Un rapport du laboratoire Municipal de chimie nous donne une description assez précise de ce modèle ( rapport G.80 du 6 octobre 1915) :
Un baillon composé de 12 morceaux de mousseline de 20x9 cm, teints en jaune orangé, protégés extérieurement par une autre mousseline teinte en brun. Le tout est maintenu sir le visage, à la hauteur du nez, par un fil de cuivre se fermant derrière la tête et à la partie inférieure par un cordon se nouant sur la nuque. Ce baillon est renfermé dans unétui en toile caoutchoutée s'accrochant au centuron. Le fil de cuivre placé à la partie supérieure de ce baillon a l'avantage de se courber pour permettre une application plus complète sur le visage.
La matière colorante qui teint en jaune orangé la mousseline du baillon est une tropéoline, colorant très sensibles aux acides en virant au rouge cerise. L'emploi de ce colorant permet de déceler le moment où, pour une cause quelconque, le baillon devient acide et par conséquent inefficace pour l'absorbtion de produits oxydants ou acides.
Ce baillon est accompagné d'un appareil de protection pour les yeux très primitif, constitué par deux petits carreaux de verre fixés sur du calicot assez épais et se nouant sur la tête avec une ficelle.
Ce modèle de tampon allemand est fréquemment appelés Groins.
Rapport d'andré KLING G.102 du 29 octobre 1915 :
"Monsieur le médecin chef de la VIIe Armé nous a envoyé (...) un baillôn en forme de grouin constitué par deux armatures en toile métallique entre lesquelles se trouvent placés quelques grammes de papier de soie non imprégné de subsatnces antiasphyxiantes".
Tampon et lunettes (françaises!) portés par un officier würtembergeois en forêt d'Argonne (octobre 1915). Le modèle est différent de celui présenté en haut de la page.
En comparaison aux baîllons utilisés précédemment, le groin permet l'usage de la parole et le passage de l'air sur toute la surface du tissu.

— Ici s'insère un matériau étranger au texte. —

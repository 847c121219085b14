//! Tabs widget rendering.
//!
//! Displays one tab per catalogue category.

use crate::app::App;
use ratatui::{
    buffer::Buffer,
    layout::Rect,
    style::{Color, Modifier, Style},
    text::{Line, Span},
    widgets::{Block, Borders, Paragraph, Widget},
};

/// Render the tabs widget.
///
/// # Arguments
/// * `app` - Application state
/// * `area` - Area to render in
/// * `buf` - Buffer to render to
///
/// # Details
/// Displays the categories horizontally, numbered for the `1`-`9` shortcuts,
/// and highlights the active one.
pub fn render_tabs(app: &App, area: Rect, buf: &mut Buffer) {
    let active = app.engine.active_index();

    let mut spans = Vec::new();
    for (i, category) in app.engine.categories().iter().enumerate() {
        let is_active = i == active;
        let style = if is_active {
            Style::default()
                .fg(Color::Yellow)
                .bg(Color::Blue)
                .add_modifier(Modifier::BOLD)
        } else {
            Style::default().fg(Color::Gray)
        };

        if i > 0 {
            spans.push(Span::styled(" | ", Style::default().fg(Color::DarkGray)));
        }

        let tab_text = if is_active {
            format!("▶ {} {} ◀", i + 1, category.label)
        } else {
            format!("  {} {}  ", i + 1, category.label)
        };
        spans.push(Span::styled(tab_text, style));
    }

    let paragraph = Paragraph::new(Line::from(spans))
        .block(
            Block::default()
                .title("Catalogue (Tab / Shift-Tab)")
                .borders(Borders::ALL),
        )
        .alignment(ratatui::layout::Alignment::Center);

    Widget::render(paragraph, area, buf);
}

Seulement, il ne s'agit encore que d'une protection extrêmement rudimentaire ne protégeant, dans le meilleur des cas, que contre de faibles concentrations de chlore. Or, l'Allemagne utilise depuis la fin du printemps 1915 d'autres substances agressives, et bien que les spécialistes d'outre Rhin ne prévoyaient pas la réplique alliée avant plusieurs mois, la question de la protection devait être rapidement résolue.
Plusieurs rapports français font état de l'utilisation de cagoules :
"Un masque de mousseline, maintenue rigide par une armature métallique entourant la tête. A la hauteur des yeux se trouvent deux fenêtres obturées par un disque de verre. La substance filtrante est composée vers l'extérieur de déchets de filature et intérieurement de coton hydrophile. Ce masque, très primitif comme exécution, n'était imprégné d'aucune subsatnce antiasphyxiante".